I followed, despite my better judgment. Zane didn't say a word until his door slid shut behind us.

"Something's going on," he said, practically jumping onto his bunk and yanking his project back into his lap. "Whatever happened on Teres isn't just a communications malfunction."

An icy chill touched my spine. "You saw where the satellite was pointed."

"Yeah."

"They're trying to listen in." A sick and cold knot was beginning to form in my stomach.

"They are," Zane said, working his fingers across the surface of the tablet. "But not on Teres."

"What?"

"Somethings not quite right," Zane said. He reached into the wires, disconnected a few, and connected them directly into the back of the other tablet. "I've been thinking about it for a while."

"You had heard," I said. "I wondered."

"They have procedures for this," Zane said. He reached into the wires, disconnected a few, and connected them directly to the back of his tablet. "Procedures in place, communication lines ready to go. They've been ready for this kind of thing since the end of the Martian revolution. Why aren't they following them?"

"They're surprised?" I suggested weakly.

"Maybe. It'd have to be really big for that to happen."

"What are you talking about?" The sick feeling wasn't going away.

Zane cocked his head. "I didn't figure it out until I was on the satellite, checking its alignment. If it was just a communications outage, they'd be plastering it all over the newsnets. 'Oh hey guys, we lost all communication with one of our colonies, no big.' If it was an attack, then they'd have another speech planned. They'd be doing something. Instead, they're paralyzed. This was something catastrophic."

"Something catastrophic." The hair on my arms prickled as I repeated it.
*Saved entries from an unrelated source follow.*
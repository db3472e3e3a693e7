use gloo_timers::callback::Timeout;
use std::rc::Rc;
use web_sys::HtmlInputElement;
use yew::prelude::*;

/// Holds the state and callbacks for a validated input field.
#[derive(Clone)]
pub struct ValidatedInput {
    /// The current text content of the input field.
    pub text: String,
    /// An optional error message if validation failed.
    pub error: Option<String>,
    /// Callback for the text input's `oninput` event. Updates the text and clears the error.
    pub on_text_input: Callback<InputEvent>,
    /// Parse the current text and hand the value to `on_valid`.
    /// Used with `onchange` or after an Enter key press on the text input.
    pub on_commit: Callback<()>,
}

/// Custom hook for a text field that mirrors a value owned by the parent.
///
/// The text follows `current` whenever the parent changes it. On commit the
/// text is parsed; a valid value goes to `on_valid`, otherwise the error is
/// kept until the user types again.
#[hook]
pub fn use_validated_input<T: Clone + PartialEq + std::fmt::Display + 'static>(
    current: T,
    parse_and_validate: Rc<dyn Fn(&str) -> Result<T, String>>,
    on_valid: Callback<T>,
) -> ValidatedInput {
    let text_state_handle: UseStateHandle<String> = use_state(|| current.to_string());
    let error_state_handle: UseStateHandle<Option<String>> = use_state(|| None::<String>);

    let on_text_input = {
        let text_setter = text_state_handle.clone();
        let error_setter = error_state_handle.clone();
        Callback::from(move |e: InputEvent| {
            let input: HtmlInputElement = e.target_unchecked_into();
            text_setter.set(input.value());
            error_setter.set(None);
        })
    };

    let on_commit = {
        let current_text_handle = text_state_handle.clone();
        let error_setter = error_state_handle.clone();
        let parse_fn = parse_and_validate.clone();

        Callback::from(move |_: ()| match parse_fn(current_text_handle.as_str()) {
            Ok(parsed_val) => {
                current_text_handle.set(parsed_val.to_string());
                error_setter.set(None);
                on_valid.emit(parsed_val);
            }
            Err(err_msg) => error_setter.set(Some(err_msg)),
        })
    };

    // Keep the text in step with the parent's value
    {
        let text_setter = text_state_handle.clone();
        let error_setter = error_state_handle.clone();
        use_effect_with(current, move |value| {
            let formatted = value.to_string();
            if *text_setter != formatted {
                text_setter.set(formatted);
            }
            error_setter.set(None);
            || ()
        });
    }

    ValidatedInput {
        text: (*text_state_handle).clone(),
        error: (*error_state_handle).clone(),
        on_text_input,
        on_commit,
    }
}

/// A transient notification.
#[derive(Clone, Debug, PartialEq)]
pub struct Toast {
    pub id: u64,
    pub message: String,
}

#[derive(Clone, Debug, Default, PartialEq)]
pub struct ToastList {
    pub items: Vec<Toast>,
}

pub enum ToastAction {
    Push(Toast),
    Dismiss(u64),
}

impl Reducible for ToastList {
    type Action = ToastAction;

    fn reduce(self: Rc<Self>, action: Self::Action) -> Rc<Self> {
        let mut items = self.items.clone();
        match action {
            ToastAction::Push(toast) => items.push(toast),
            ToastAction::Dismiss(id) => items.retain(|t| t.id != id),
        }
        Rc::new(Self { items })
    }
}

#[derive(Clone)]
pub struct Toasts {
    pub items: Vec<Toast>,
    /// Show `(message, milliseconds)`.
    pub push: Callback<(String, u32)>,
    pub dismiss: Callback<u64>,
}

/// Toast queue with timed auto-dismiss.
#[hook]
pub fn use_toasts() -> Toasts {
    let list = use_reducer(ToastList::default);
    let next_id = use_mut_ref(|| 0u64);

    let push = {
        let dispatcher = list.dispatcher();
        Callback::from(move |(message, ms): (String, u32)| {
            let id = {
                let mut next = next_id.borrow_mut();
                *next += 1;
                *next
            };
            dispatcher.dispatch(ToastAction::Push(Toast { id, message }));
            let dispatcher = dispatcher.clone();
            // A dismissed toast makes the late Dismiss a no-op
            Timeout::new(ms, move || dispatcher.dispatch(ToastAction::Dismiss(id))).forget();
        })
    };

    let dismiss = {
        let dispatcher = list.dispatcher();
        Callback::from(move |id: u64| dispatcher.dispatch(ToastAction::Dismiss(id)))
    };

    Toasts {
        items: list.items.clone(),
        push,
        dismiss,
    }
}

#[cfg(test)]
mod tests {
    use super::*;

    fn toast(id: u64, message: &str) -> Toast {
        Toast {
            id,
            message: message.to_string(),
        }
    }

    #[test]
    fn toasts_queue_in_order_and_dismiss_by_id() {
        let list = Rc::new(ToastList::default());
        let list = list.reduce(ToastAction::Push(toast(1, "Added: Pizza")));
        let list = list.reduce(ToastAction::Push(toast(2, "Added: Sushi")));
        let list = list.reduce(ToastAction::Dismiss(1));
        assert_eq!(list.items, vec![toast(2, "Added: Sushi")]);
        let list = list.reduce(ToastAction::Dismiss(1));
        assert_eq!(list.items.len(), 1);
    }
}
Zane nodded, and held up his tablet. "I might be wrong. It could be nothing. But I want to know."

I blinked. "Wait, what?" I turned to the yellow cable hanging from a hand-drilled hole in the ceiling, and remembered Zane's frantic movement on the satellite. "You put a listening device on a Navy comm network."

"I... I did something like that, yeah." Zane moved the project to his desk. "Gimme your tablet. I need more processing power."

"You can't have it." I said. I realized I was standing, but didn't remember doing it. "This is going to get you in deep, Zane. Me too, if I'm not unbelievably cooperative. Fleet Intelligence isn't going to drop by to slap you on the wrist for this. You're breaking military encryption."

He turned and glared at me. "Whatever's happened to Teres is done, finished. And they expect what happened there to happen elsewhere. They're looking where they think it's going to happen again.."

"What are you talking about? What do you think happened?"

"I don't know," Zane said, and his voice was full of dread. "But that satellite we worked on isn't pointed at Remnant, or Teres, or even Earth. It's pointing at Windrell."

I stared at Zane. His face was flush, and there was sweat starting to bead along his forehead. My mouth had gone dry. Without a word, I walked around the corner to my quarters and returned with my tablet in my hand.